The Enablement Hypothesis:

  • There’s a shortage of primary care physicians
  • The senior population is growing at an unsustainable level given current shortages
  • Burnout is at or near all time high’s for clinicians in healthcare
  • CMS and payors want more efficient, controllable cost of care and are incentivizing risk-based arrangements
  • Enablement platforms check all of these boxes and perfectly align with economics at play.

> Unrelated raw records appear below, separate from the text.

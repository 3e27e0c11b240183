pub mod checklist;
pub mod config;
pub mod progress;
pub mod run;
pub mod timer;

use serde::Serialize;
use studyroom_core::storage::Database;
use studyroom_core::{Config, Notifier, SessionTimer, SilentNotifier, ValidationError};

use crate::notifier::TerminalNotifier;

pub type CliResult = Result<(), Box<dyn std::error::Error>>;

pub type CliTimer = SessionTimer<Database, Box<dyn Notifier>>;

pub fn notifier_for(config: &Config) -> Box<dyn Notifier> {
    if config.notifications.enabled {
        Box::new(TerminalNotifier::from_config(&config.notifications))
    } else {
        Box::new(SilentNotifier)
    }
}

/// Open the persisted timer, seeded from config when nothing is stored yet.
pub fn open_timer(config: &Config) -> Result<CliTimer, Box<dyn std::error::Error>> {
    let db = Database::open()?;
    Ok(SessionTimer::load(db, notifier_for(config), config.timer_defaults()))
}

/// `--user` wins over `checklist.user_id`.
pub fn resolve_user(flag: Option<String>, config: &Config) -> Result<String, ValidationError> {
    let user = flag.unwrap_or_else(|| config.checklist.user_id.clone());
    let user = user.trim();
    if user.is_empty() {
        return Err(ValidationError::Empty("user".to_string()));
    }
    Ok(user.to_string())
}

pub fn print_json<T: Serialize>(value: &T) -> Result<(), serde_json::Error> {
    println!("{}", serde_json::to_string_pretty(value)?);
    Ok(())
}

pub fn runtime() -> std::io::Result<tokio::runtime::Runtime> {
    tokio::runtime::Builder::new_multi_thread()
        .enable_all()
        .build()
}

The healthcare delivery system is transforming and will continue to transition to risk-based arrangements over the next decade. Historically, healthcare has favored fee-for-service arrangements that promote higher healthcare spending.

With the coming Boomer Medicare wave and increased utilization, the U.S. healthcare delivery system will favor players who can REDUCE healthcare spending as costs grow unsustainable.

Along with the cost trend, physician employment will hit max ’employment.’ New technology developed to support physician practices will enable a swing back to independence.

These scenarios create the perfect storm for enablement platforms to capitalize on – alleviate existing administrative burden stemming from billing, documentation, prior auth, etc. but allow the physician to…do physician things.

Enablement platforms perform all of the back office functions to allow physicians to focus on care, acting as a central business office and clinical coordination platform.

Similar to private equity roll-ups and the Optum’s of the world, enablement platforms are physician aggregators. There’s a ton of competition for physicians as they are the linchpins of healthcare, dictating referral patterns & care coordination for value-based care while controlling volumes for high-margin ancillary services for downstream hospitals and private equity.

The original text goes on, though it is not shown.